- **DATA SUPPLIED**
use common_types::{PackedPixel, Palette, PalettizeError, PixelFormat};
use quant_core::{
    Bitmap, ExactPalette, NeuQuantStrategy, OctreeStrategy, PaletteStrategy, QuantizeEngine,
};

fn fill_bgra(bitmap: &mut Bitmap, pixels: &[PackedPixel]) {
    let width = bitmap.width();
    let mut writer = bitmap.writer().unwrap();
    for (i, px) in pixels.iter().enumerate() {
        writer
            .set_pixel(i as u32 % width, i as u32 / width, *px)
            .unwrap();
    }
}

fn collect_indices(indexed: &Bitmap) -> Vec<u8> {
    let reader = indexed.reader().unwrap();
    let mut indices = Vec::new();
    for y in 0..indexed.height() {
        for x in 0..indexed.width() {
            indices.push(reader.index(x, y).unwrap());
        }
    }
    indices
}

/// Delegates to `ExactPalette` while counting `classify` invocations, to pin
/// down how often the engine takes the adjacency shortcut.
struct CountingExact {
    inner: ExactPalette,
    classify_calls: usize,
}

impl PaletteStrategy for CountingExact {
    fn reset(&mut self) {
        self.inner.reset();
    }

    fn observe(&mut self, pixel: PackedPixel) -> Result<(), PalettizeError> {
        self.inner.observe(pixel)
    }

    fn classify(&mut self, pixel: PackedPixel) -> Result<u8, PalettizeError> {
        self.classify_calls += 1;
        self.inner.classify(pixel)
    }

    fn build_palette(&mut self, previous: Palette) -> Result<Palette, PalettizeError> {
        self.inner.build_palette(previous)
    }
}

#[test]
fn adjacency_shortcut_changes_performance_not_output() {
    // 8x2 image made of runs of identical pixels.
    let a = PackedPixel::opaque(200, 10, 10);
    let b = PackedPixel::opaque(10, 200, 10);
    let c = PackedPixel::opaque(10, 10, 200);
    let pixels = [a, a, a, b, b, b, c, c, c, c, a, a, b, c, c, a];

    let mut source = Bitmap::new(8, 2, PixelFormat::Bgra32);
    fill_bgra(&mut source, &pixels);

    let mut engine = QuantizeEngine::new(CountingExact {
        inner: ExactPalette::new(16),
        classify_calls: 0,
    });
    let indexed = engine.quantize(&source).unwrap();

    // Naive per-pixel classification against the same first-occurrence
    // palette, never shortcutting.
    let mut naive = ExactPalette::new(16);
    for px in pixels {
        naive.observe(px).unwrap();
    }
    naive.build_palette(Palette::new()).unwrap();
    let expected: Vec<u8> = pixels.iter().map(|px| naive.classify(*px).unwrap()).collect();

    assert_eq!(collect_indices(&indexed), expected);
    // 16 pixels but only 7 run starts: the shortcut must have skipped the
    // rest.
    assert_eq!(engine.strategy().classify_calls, 7);
}

#[test]
fn padded_and_tight_layouts_produce_identical_output() {
    let pixels: Vec<PackedPixel> = (0..6)
        .map(|i| PackedPixel::opaque(i as u8 * 40, 255 - i as u8 * 40, 7))
        .collect();

    let mut tight = Bitmap::with_stride(3, 2, PixelFormat::Bgra32, 12).unwrap();
    fill_bgra(&mut tight, &pixels);

    // Same pixels behind 11 bytes of per-row padding.
    let mut padded = Bitmap::with_stride(3, 2, PixelFormat::Bgra32, 23).unwrap();
    fill_bgra(&mut padded, &pixels);

    let mut engine = QuantizeEngine::new(ExactPalette::new(16));
    let from_tight = engine.quantize(&tight).unwrap();
    let from_padded = engine.quantize(&padded).unwrap();

    assert_eq!(collect_indices(&from_tight), collect_indices(&from_padded));
    assert_eq!(from_tight.palette(), from_padded.palette());
}

#[test]
fn destination_padding_bytes_stay_zero() {
    // Width 3 at 1 byte per pixel pads each destination row out to 4 bytes.
    let pixels: Vec<PackedPixel> = (0..9)
        .map(|i| PackedPixel::opaque(i as u8, i as u8, i as u8))
        .collect();
    let mut source = Bitmap::new(3, 3, PixelFormat::Bgra32);
    fill_bgra(&mut source, &pixels);

    let mut engine = QuantizeEngine::new(ExactPalette::new(16));
    let indexed = engine.quantize(&source).unwrap();
    assert_eq!(indexed.stride_bytes(), 4);

    let raw = indexed.raw_data();
    for row in 0..3 {
        assert_eq!(raw[row * 4 + 3], 0, "padding byte touched in row {row}");
    }
}

#[test]
fn distinct_color_257_fails_the_whole_call() {
    let pixels: Vec<PackedPixel> = (0..257u32)
        .map(|i| PackedPixel::opaque((i % 256) as u8, (i / 256) as u8, 0))
        .collect();
    let mut source = Bitmap::new(257, 1, PixelFormat::Bgra32);
    fill_bgra(&mut source, &pixels);

    let mut engine = QuantizeEngine::new(ExactPalette::default());
    let err = engine.quantize(&source).unwrap_err();
    assert_eq!(err.code(), "E_QUANT_OVERFLOW");
    assert!(matches!(err, PalettizeError::PaletteOverflow { attempted: 257 }));
}

#[test]
fn octree_preserves_dimensions_and_budget() {
    let mut source = Bitmap::new(64, 32, PixelFormat::Bgra32);
    {
        let mut writer = source.writer().unwrap();
        for y in 0..32 {
            for x in 0..64 {
                writer
                    .set_pixel(x, y, PackedPixel::opaque((x * 4) as u8, (y * 8) as u8, 90))
                    .unwrap();
            }
        }
    }

    let mut engine = QuantizeEngine::new(OctreeStrategy::new(32));
    let indexed = engine.quantize(&source).unwrap();

    assert_eq!(indexed.width(), 64);
    assert_eq!(indexed.height(), 32);
    let palette = indexed.palette().unwrap();
    assert!(palette.len() <= 32);
    for index in collect_indices(&indexed) {
        assert!((index as usize) < palette.len());
    }
}

#[test]
fn neuquant_end_to_end() {
    let mut source = Bitmap::new(16, 16, PixelFormat::Bgra32);
    {
        let mut writer = source.writer().unwrap();
        for y in 0..16 {
            for x in 0..16 {
                writer
                    .set_pixel(x, y, PackedPixel::opaque((x * 16) as u8, (y * 16) as u8, 128))
                    .unwrap();
            }
        }
    }

    let mut engine = QuantizeEngine::new(NeuQuantStrategy::new(64).with_sample_factor(30));
    let indexed = engine.quantize(&source).unwrap();
    assert_eq!(indexed.width(), 16);
    assert_eq!(indexed.height(), 16);
    let palette = indexed.palette().unwrap();
    assert!(palette.len() <= 64);
    assert!(!palette.is_empty());
}

/// Single-pass strategy with a palette fixed at construction time.
struct FixedPalette {
    colors: Vec<PackedPixel>,
    observe_calls: usize,
}

impl PaletteStrategy for FixedPalette {
    fn is_two_pass(&self) -> bool {
        false
    }

    fn observe(&mut self, _pixel: PackedPixel) -> Result<(), PalettizeError> {
        self.observe_calls += 1;
        Ok(())
    }

    fn classify(&mut self, pixel: PackedPixel) -> Result<u8, PalettizeError> {
        self.colors
            .iter()
            .enumerate()
            .min_by_key(|(_, entry)| {
                let dr = pixel.red as i32 - entry.red as i32;
                let dg = pixel.green as i32 - entry.green as i32;
                let db = pixel.blue as i32 - entry.blue as i32;
                dr * dr + dg * dg + db * db
            })
            .map(|(index, _)| index as u8)
            .ok_or_else(|| PalettizeError::ResourceState {
                message: "fixed palette is empty".to_string(),
            })
    }

    fn build_palette(&mut self, mut previous: Palette) -> Result<Palette, PalettizeError> {
        previous.clear();
        for &color in &self.colors {
            previous.push(color)?;
        }
        Ok(previous)
    }
}

#[test]
fn single_pass_strategy_skips_observation_entirely() {
    let black = PackedPixel::opaque(0, 0, 0);
    let white = PackedPixel::opaque(255, 255, 255);
    let pixels = [
        PackedPixel::opaque(10, 10, 10),
        PackedPixel::opaque(240, 240, 240),
        PackedPixel::opaque(250, 250, 250),
        PackedPixel::opaque(5, 5, 5),
    ];
    let mut source = Bitmap::new(2, 2, PixelFormat::Bgra32);
    fill_bgra(&mut source, &pixels);

    let mut engine = QuantizeEngine::new(FixedPalette {
        colors: vec![black, white],
        observe_calls: 0,
    });
    let indexed = engine.quantize(&source).unwrap();

    // No first pass ran; the eagerly known palette still drives the mapping.
    assert_eq!(engine.strategy().observe_calls, 0);
    assert_eq!(indexed.palette().unwrap().entries(), &[black, white]);
    assert_eq!(collect_indices(&indexed), vec![0, 1, 1, 0]);
}

#[test]
fn boxed_strategy_works_through_the_engine() {
    let strategy: Box<dyn PaletteStrategy> = Box::new(ExactPalette::new(4));
    let mut engine = QuantizeEngine::new(strategy);

    let px = PackedPixel::opaque(12, 34, 56);
    let mut source = Bitmap::new(2, 1, PixelFormat::Bgra32);
    fill_bgra(&mut source, &[px, px]);

    let indexed = engine.quantize(&source).unwrap();
    assert_eq!(indexed.palette().unwrap().entries(), &[px]);
    assert_eq!(collect_indices(&indexed), vec![0, 0]);
}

- **EXERCISE**
Go through the records line by line, and copy each line that holds the string "impl".

- **TASK ANSWER**
impl PaletteStrategy for CountingExact {
impl PaletteStrategy for FixedPalette {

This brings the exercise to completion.